Instructions for the task: Within the listing below, the lines to output run from the one containing "pub fn conversation(&self)" through the one containing "pub fn start(&mut"; copy them exactly and nothing else.
===
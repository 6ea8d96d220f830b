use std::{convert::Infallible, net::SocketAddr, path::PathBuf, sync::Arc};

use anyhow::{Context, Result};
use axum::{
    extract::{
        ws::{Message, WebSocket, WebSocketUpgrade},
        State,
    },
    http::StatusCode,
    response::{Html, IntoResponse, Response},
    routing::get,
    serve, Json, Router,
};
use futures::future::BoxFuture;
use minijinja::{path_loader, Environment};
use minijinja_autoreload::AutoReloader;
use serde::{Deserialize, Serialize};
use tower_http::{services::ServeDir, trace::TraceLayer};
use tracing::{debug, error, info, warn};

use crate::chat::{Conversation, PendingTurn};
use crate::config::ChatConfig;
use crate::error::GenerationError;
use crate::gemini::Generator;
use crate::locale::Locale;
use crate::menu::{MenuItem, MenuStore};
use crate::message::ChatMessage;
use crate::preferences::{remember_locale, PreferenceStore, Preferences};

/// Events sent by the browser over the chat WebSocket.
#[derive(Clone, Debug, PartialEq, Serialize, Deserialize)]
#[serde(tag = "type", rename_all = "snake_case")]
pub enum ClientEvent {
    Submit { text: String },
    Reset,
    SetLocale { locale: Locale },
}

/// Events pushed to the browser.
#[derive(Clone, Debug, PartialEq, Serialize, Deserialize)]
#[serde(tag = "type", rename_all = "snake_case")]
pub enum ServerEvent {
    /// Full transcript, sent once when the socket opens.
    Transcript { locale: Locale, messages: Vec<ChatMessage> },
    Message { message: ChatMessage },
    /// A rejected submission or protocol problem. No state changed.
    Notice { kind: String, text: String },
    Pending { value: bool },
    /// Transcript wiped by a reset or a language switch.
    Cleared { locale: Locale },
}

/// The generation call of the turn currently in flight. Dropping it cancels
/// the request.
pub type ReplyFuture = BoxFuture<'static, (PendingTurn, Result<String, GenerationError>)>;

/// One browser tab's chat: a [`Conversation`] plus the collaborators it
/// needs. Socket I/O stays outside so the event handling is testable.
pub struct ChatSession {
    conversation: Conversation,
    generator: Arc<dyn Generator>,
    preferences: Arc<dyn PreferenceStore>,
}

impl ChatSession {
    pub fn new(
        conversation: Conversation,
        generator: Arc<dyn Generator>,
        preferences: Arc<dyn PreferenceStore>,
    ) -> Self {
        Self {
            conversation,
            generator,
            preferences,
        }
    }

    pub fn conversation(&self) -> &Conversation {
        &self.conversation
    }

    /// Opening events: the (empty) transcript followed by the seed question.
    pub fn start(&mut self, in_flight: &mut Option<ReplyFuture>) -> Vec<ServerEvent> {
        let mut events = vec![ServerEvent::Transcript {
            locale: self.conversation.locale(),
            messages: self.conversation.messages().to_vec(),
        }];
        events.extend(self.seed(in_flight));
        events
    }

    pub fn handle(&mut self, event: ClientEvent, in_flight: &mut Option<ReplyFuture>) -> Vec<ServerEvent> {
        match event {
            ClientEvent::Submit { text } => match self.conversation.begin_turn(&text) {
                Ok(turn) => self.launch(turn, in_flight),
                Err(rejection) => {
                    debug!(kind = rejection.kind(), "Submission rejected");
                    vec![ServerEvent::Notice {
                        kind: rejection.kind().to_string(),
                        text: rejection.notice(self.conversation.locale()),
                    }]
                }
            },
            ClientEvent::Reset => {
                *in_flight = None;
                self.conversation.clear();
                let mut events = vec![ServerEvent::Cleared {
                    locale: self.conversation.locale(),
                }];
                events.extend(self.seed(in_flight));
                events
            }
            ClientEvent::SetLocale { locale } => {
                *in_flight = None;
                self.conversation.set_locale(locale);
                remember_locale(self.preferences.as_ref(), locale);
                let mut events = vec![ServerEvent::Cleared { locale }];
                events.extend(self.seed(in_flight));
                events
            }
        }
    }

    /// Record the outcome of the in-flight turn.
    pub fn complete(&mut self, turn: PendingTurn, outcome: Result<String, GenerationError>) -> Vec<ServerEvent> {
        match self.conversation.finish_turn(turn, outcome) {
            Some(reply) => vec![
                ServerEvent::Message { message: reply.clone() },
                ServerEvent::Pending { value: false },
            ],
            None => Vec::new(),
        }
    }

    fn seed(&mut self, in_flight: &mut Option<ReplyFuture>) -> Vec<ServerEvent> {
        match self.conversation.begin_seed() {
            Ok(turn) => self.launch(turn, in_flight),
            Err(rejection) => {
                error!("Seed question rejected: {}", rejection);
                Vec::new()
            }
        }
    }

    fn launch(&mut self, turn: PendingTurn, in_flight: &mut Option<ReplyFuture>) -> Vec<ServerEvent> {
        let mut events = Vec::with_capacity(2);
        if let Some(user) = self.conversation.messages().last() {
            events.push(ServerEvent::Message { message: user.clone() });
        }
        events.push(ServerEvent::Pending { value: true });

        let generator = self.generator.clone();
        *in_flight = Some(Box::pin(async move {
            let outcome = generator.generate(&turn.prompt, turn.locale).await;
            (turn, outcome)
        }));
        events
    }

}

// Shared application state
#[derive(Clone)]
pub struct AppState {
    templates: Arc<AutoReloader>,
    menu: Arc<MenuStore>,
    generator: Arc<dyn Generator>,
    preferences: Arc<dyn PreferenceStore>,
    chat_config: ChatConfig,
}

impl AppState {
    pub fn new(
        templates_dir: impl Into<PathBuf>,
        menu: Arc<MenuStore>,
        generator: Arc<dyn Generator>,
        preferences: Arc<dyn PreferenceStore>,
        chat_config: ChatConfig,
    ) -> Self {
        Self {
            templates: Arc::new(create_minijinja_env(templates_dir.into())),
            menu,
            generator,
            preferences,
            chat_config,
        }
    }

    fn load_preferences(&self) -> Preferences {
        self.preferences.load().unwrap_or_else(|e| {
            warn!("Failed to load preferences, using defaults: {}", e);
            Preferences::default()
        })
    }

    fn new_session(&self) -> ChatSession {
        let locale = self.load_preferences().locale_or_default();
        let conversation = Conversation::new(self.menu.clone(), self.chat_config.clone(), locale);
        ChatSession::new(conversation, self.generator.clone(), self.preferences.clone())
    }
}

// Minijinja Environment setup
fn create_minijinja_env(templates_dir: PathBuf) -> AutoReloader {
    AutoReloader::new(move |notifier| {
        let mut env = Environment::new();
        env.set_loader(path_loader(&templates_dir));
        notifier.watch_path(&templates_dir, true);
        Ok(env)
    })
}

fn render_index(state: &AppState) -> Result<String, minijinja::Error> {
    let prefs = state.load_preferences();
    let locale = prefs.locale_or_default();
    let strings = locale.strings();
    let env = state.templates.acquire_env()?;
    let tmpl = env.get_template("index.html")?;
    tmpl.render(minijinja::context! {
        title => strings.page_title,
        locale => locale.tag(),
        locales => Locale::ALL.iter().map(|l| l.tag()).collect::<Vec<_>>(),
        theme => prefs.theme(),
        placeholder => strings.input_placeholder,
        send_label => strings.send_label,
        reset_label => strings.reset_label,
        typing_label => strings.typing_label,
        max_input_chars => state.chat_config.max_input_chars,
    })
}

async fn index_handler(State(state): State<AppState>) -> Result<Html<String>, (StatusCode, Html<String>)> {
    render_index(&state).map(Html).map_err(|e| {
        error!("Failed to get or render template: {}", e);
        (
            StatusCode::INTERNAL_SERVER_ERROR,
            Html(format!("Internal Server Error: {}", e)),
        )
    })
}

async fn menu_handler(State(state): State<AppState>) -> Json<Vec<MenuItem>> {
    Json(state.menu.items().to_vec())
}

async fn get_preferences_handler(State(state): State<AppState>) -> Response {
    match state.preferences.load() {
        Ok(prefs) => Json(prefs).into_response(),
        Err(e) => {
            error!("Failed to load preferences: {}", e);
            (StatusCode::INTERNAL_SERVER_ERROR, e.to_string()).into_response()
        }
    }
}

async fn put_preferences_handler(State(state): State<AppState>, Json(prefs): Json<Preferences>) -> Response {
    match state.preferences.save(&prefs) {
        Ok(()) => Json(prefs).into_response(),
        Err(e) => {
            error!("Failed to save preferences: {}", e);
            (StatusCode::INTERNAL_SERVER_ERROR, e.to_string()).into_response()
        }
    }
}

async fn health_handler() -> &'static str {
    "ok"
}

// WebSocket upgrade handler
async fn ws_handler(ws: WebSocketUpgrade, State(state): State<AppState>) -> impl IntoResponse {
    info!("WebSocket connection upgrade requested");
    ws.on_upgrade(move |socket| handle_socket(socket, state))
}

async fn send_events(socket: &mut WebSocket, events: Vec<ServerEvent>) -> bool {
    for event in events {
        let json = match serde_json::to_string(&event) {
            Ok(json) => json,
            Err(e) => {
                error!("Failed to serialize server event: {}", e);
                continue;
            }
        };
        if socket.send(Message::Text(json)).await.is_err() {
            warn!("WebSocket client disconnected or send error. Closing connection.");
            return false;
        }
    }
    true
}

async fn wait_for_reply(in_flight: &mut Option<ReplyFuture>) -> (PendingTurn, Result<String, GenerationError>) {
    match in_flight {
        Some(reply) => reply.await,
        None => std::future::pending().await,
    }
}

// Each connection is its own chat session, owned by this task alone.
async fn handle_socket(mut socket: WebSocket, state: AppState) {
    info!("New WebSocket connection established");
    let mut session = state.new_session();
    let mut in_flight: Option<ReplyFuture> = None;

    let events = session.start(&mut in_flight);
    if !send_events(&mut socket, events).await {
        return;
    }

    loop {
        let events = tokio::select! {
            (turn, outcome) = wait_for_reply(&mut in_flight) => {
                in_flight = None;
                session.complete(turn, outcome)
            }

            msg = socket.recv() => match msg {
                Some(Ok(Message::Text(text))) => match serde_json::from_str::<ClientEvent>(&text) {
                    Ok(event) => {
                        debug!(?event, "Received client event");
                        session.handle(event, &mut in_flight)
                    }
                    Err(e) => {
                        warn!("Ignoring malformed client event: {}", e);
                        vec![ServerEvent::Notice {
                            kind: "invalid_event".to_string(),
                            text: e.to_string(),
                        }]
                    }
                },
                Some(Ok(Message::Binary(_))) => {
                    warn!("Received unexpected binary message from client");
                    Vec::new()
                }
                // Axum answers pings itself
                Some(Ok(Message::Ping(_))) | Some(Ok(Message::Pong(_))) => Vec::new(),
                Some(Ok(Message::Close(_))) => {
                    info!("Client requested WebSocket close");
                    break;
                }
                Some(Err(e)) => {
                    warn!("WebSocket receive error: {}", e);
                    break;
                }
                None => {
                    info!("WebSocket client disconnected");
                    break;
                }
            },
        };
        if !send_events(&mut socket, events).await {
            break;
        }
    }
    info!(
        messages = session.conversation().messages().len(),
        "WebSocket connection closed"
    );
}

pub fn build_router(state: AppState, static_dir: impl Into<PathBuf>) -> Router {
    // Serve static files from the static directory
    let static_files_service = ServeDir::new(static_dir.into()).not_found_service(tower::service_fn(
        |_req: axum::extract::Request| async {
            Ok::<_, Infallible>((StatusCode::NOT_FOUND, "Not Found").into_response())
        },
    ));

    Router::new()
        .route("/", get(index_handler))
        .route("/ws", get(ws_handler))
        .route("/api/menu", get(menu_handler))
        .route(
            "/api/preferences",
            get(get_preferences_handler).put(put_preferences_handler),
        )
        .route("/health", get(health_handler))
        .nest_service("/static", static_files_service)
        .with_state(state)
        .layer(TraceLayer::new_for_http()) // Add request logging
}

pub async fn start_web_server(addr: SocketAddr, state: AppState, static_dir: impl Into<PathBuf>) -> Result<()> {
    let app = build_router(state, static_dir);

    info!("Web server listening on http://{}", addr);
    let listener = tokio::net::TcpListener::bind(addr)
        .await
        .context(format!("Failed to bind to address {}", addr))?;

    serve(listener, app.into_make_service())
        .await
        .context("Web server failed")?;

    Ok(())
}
===
Answer for this exercise:
    pub fn conversation(&self) -> &Conversation {
        &self.conversation
    }

    /// Opening events: the (empty) transcript followed by the seed question.
    pub fn start(&mut self, in_flight: &mut Option<ReplyFuture>) -> Vec<ServerEvent> {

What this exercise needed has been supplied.